Девчонка за первым столом хихикнула. У неё были русые короткие волосы, собранные в хвостик, курносый нос и серые глаза. Если бы мы сейчас находились не в мажорской Академии Красок, а на истфаке, где я учился раньше, она смотрелась бы совершенно естественно. Вместо перстня у неё была аквамариновая стекляшка, вставленная в браслет.
Подмигнув ей, я поинтересовался:
— А к вам троим эти ребята не лезли? Почему вы от них отсели?
— Конфликта не было, — ответил всё тот же рассудительный парень, наш аксакал. — Один из них выдал пару иронических комментариев, но в рамках приличия, ничего оскорбительного. А отсели мы по привычке.

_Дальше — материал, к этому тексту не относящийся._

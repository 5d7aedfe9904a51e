//! Order requests, broker receipts, and bracket pricing.

use super::ids::OrderId;
use chrono::{DateTime, Utc};
use serde::{Deserialize, Serialize};
use std::fmt;
use std::str::FromStr;

#[derive(Debug, Clone, Copy, PartialEq, Eq, Hash, Serialize, Deserialize)]
#[serde(rename_all = "snake_case")]
pub enum OrderSide {
    Buy,
    Sell,
}

impl OrderSide {
    /// Signed share delta for a fill of `quantity` on this side.
    pub fn signed(self, quantity: u64) -> i64 {
        let q = i64::try_from(quantity).unwrap_or(i64::MAX);
        match self {
            Self::Buy => q,
            Self::Sell => -q,
        }
    }

    pub fn as_str(self) -> &'static str {
        match self {
            Self::Buy => "buy",
            Self::Sell => "sell",
        }
    }
}

impl fmt::Display for OrderSide {
    fn fmt(&self, f: &mut fmt::Formatter<'_>) -> fmt::Result {
        f.write_str(self.as_str())
    }
}

impl FromStr for OrderSide {
    type Err = String;

    fn from_str(s: &str) -> Result<Self, Self::Err> {
        match s.trim().to_ascii_lowercase().as_str() {
            "buy" => Ok(Self::Buy),
            "sell" => Ok(Self::Sell),
            other => Err(format!("unknown order side '{other}' (expected buy or sell)")),
        }
    }
}

/// Take-profit / stop-loss exits attached to an entry.
///
/// Only the pricing math lives here; the broker owns the exit orders.
#[derive(Debug, Clone, Copy, PartialEq, Serialize, Deserialize)]
pub struct BracketLevels {
    pub take_profit: f64,
    pub stop_loss: f64,
}

impl BracketLevels {
    pub const DEFAULT_TAKE_PROFIT_PCT: f64 = 0.20;
    pub const DEFAULT_STOP_LOSS_PCT: f64 = 0.05;

    /// Exits for a long entry at `entry_price`: take profit above, stop below.
    pub fn for_long(entry_price: f64, take_profit_pct: f64, stop_loss_pct: f64) -> Self {
        Self {
            take_profit: round_cents(entry_price * (1.0 + take_profit_pct)),
            stop_loss: round_cents(entry_price * (1.0 - stop_loss_pct)),
        }
    }

    /// Default exits: +20% / -5%.
    pub fn default_long(entry_price: f64) -> Self {
        Self::for_long(
            entry_price,
            Self::DEFAULT_TAKE_PROFIT_PCT,
            Self::DEFAULT_STOP_LOSS_PCT,
        )
    }
}

pub(crate) fn round_cents(value: f64) -> f64 {
    (value * 100.0).round() / 100.0
}

/// An equity market order to submit.
#[derive(Debug, Clone, PartialEq, Serialize, Deserialize)]
pub struct OrderRequest {
    pub symbol: String,
    pub quantity: u64,
    pub side: OrderSide,
    #[serde(default, skip_serializing_if = "Option::is_none")]
    pub bracket: Option<BracketLevels>,
}

impl OrderRequest {
    pub fn market(symbol: impl Into<String>, side: OrderSide, quantity: u64) -> Self {
        Self {
            symbol: symbol.into(),
            quantity,
            side,
            bracket: None,
        }
    }

    pub fn with_bracket(mut self, bracket: BracketLevels) -> Self {
        self.bracket = Some(bracket);
        self
    }
}

#[derive(Debug, Clone, PartialEq, Eq, Serialize, Deserialize)]
#[serde(rename_all = "snake_case")]
pub enum OrderStatus {
    Accepted,
    New,
    PartiallyFilled,
    Filled,
    Canceled,
    Other(String),
}

impl OrderStatus {
    /// Map a broker status string to a status.
    pub fn parse(raw: &str) -> Self {
        match raw {
            "accepted" | "pending_new" => Self::Accepted,
            "new" => Self::New,
            "partially_filled" => Self::PartiallyFilled,
            "filled" => Self::Filled,
            "canceled" | "cancelled" => Self::Canceled,
            other => Self::Other(other.to_string()),
        }
    }
}

/// What the broker handed back for a submitted order.
#[derive(Debug, Clone, PartialEq, Serialize, Deserialize)]
pub struct OrderReceipt {
    pub id: OrderId,
    pub symbol: String,
    pub side: OrderSide,
    pub quantity: u64,
    pub status: OrderStatus,
    /// Fill price when the broker filled synchronously (simulation).
    pub filled_price: Option<f64>,
    pub broker: String,
    pub submitted_at: DateTime<Utc>,
}
//! Recency-weighted headline sentiment.
//!
//! Each headline's polarity is multiplied by a weight that decays linearly
//! from 1.0 at publication to `weight_floor` at `decay_horizon_hours`, and the
//! weighted polarities are averaged.

use super::{LabelBands, Lexicon, SentimentError, TextPolarity};
use crate::domain::{NewsHeadline, SentimentResult};
use chrono::{DateTime, Utc};
use serde::{Deserialize, Serialize};
use tracing::debug;

#[derive(Debug, Clone, Copy, PartialEq, Serialize, Deserialize)]
pub struct NewsSentimentConfig {
    pub bands: LabelBands,
    pub decay_horizon_hours: f64,
    pub weight_floor: f64,
}

impl Default for NewsSentimentConfig {
    fn default() -> Self {
        Self {
            bands: LabelBands {
                threshold: 0.1,
                base_offset: 0.5,
                max_confidence: 0.95,
            },
            decay_horizon_hours: 72.0,
            weight_floor: 0.1,
        }
    }
}

impl NewsSentimentConfig {
    /// Recency weight for a headline `age_hours` old.
    pub fn weight(&self, age_hours: f64) -> f64 {
        if self.decay_horizon_hours <= 0.0 {
            return 1.0;
        }
        (1.0 - age_hours.max(0.0) / self.decay_horizon_hours).max(self.weight_floor)
    }
}

pub struct NewsSentiment<P: TextPolarity = Lexicon> {
    scorer: P,
    config: NewsSentimentConfig,
}

impl NewsSentiment<Lexicon> {
    pub fn new(config: NewsSentimentConfig) -> Self {
        Self::with_scorer(Lexicon::new(), config)
    }
}

impl Default for NewsSentiment<Lexicon> {
    fn default() -> Self {
        Self::new(NewsSentimentConfig::default())
    }
}

impl<P: TextPolarity> NewsSentiment<P> {
    pub fn with_scorer(scorer: P, config: NewsSentimentConfig) -> Self {
        Self { scorer, config }
    }

    pub fn config(&self) -> &NewsSentimentConfig {
        &self.config
    }

    /// Score dated headlines as of `now`. Empty input is `(0.0, neutral)`.
    pub fn estimate(
        &self,
        headlines: &[NewsHeadline],
        now: DateTime<Utc>,
    ) -> Result<SentimentResult, SentimentError> {
        let weighted = headlines
            .iter()
            .map(|h| {
                let polarity = self.scorer.polarity(&h.text)?;
                Ok(polarity * self.config.weight(h.age_hours(now)))
            })
            .collect::<Result<Vec<f64>, SentimentError>>()?;
        Ok(self.reduce(&weighted))
    }

    /// Score undated text, every item at full weight.
    pub fn estimate_texts<S: AsRef<str>>(
        &self,
        texts: &[S],
    ) -> Result<SentimentResult, SentimentError> {
        let scores = texts
            .iter()
            .map(|t| self.scorer.polarity(t.as_ref()))
            .collect::<Result<Vec<f64>, SentimentError>>()?;
        Ok(self.reduce(&scores))
    }

    fn reduce(&self, weighted: &[f64]) -> SentimentResult {
        if weighted.is_empty() {
            return SentimentResult::neutral(0.0);
        }
        let mean = weighted.iter().sum::<f64>() / weighted.len() as f64;
        let result = self.config.bands.classify(mean);
        debug!(
            headlines = weighted.len(),
            polarity = mean,
            label = %result.label,
            "news sentiment"
        );
        result
    }
}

— Весело тут у вас, — заметил я. — Слушай, а твою краску из чего делают? Может, тоже из вереска, как и у меня, только сорт другой?
— Нет, — чуть усмехнулся он. — Из фиолетовой смородины. Это в Ягодной Лощине, на западе. Меня зовут Бойд.
Мы с ним перекинулись ещё парой слов. Девчонка и паренёк со светло-зелёным браслетом в разговор не вступали — слушали, но не уходили. Видимо, соблюдали субординацию. И лишь когда Бойд поднялся, встал и пацан. Они друг за другом вышли из помещения, а девчонка чуть задержалась, копаясь к сумке.
Она напоминала легкоатлетку — прыгунью в высоту, например. Подчёркнуто худая и узкоплечая, но при этом не хрупкая. С длинными спортивными ногами и ростом за метр восемьдесят. Косметикой совершенно не пользовалась, а сапоги носила на плоской и упругой подошве — вместо кроссовок, видимо.
Необычный типаж для здешних краёв.
— Как тебя зовут? — спросил я.
— Уна, милорд.
— Не употребляй, пожалуйста, титул. Просто по имени.
— Хорошо, милорд.
«Да ёлкин же дрын», — устало подумал я, но не стал её поправлять. Решил — привыкнет сама рано или поздно. Нам с ней ещё три года учиться.
Проходя мимо Уны, я легонько коснулся её руки:
— Ну ладно, пойдём.
Но этот мой мимолётный жест вызвал совершенно неожиданную реакцию.
Уна вздрогнула, как будто её ударило током, и буквально отпрыгнула от меня, уставившись испуганным взглядом. Несколько офигев, я на всякий случай тоже шагнул от неё подальше. Поднял ладони в успокаивающем жесте:
— Тихо, без паники. Ты чего?
— Ничего, милорд…
— Извини, не хотел тебя напугать.
— Да, милорд…
Уставившись в пол, она мямлила едва слышно, почти шептала. Я растерялся, не понимая, что происходит. Но лезть с вопросами сейчас явно не следовало — это только усугубило бы ситуацию.
— Ухожу, — сказал я. — Извини ещё раз.
Вышел из кабинета и зашагал в другой конец коридора, где должно было состояться следующее занятие. По дороге подумал мрачно: «Они с ума тут все посходили, что ли?»
Задребезжал звонок — перемена оказалась короткой.
А возле нужной двери сюрпризы продолжились.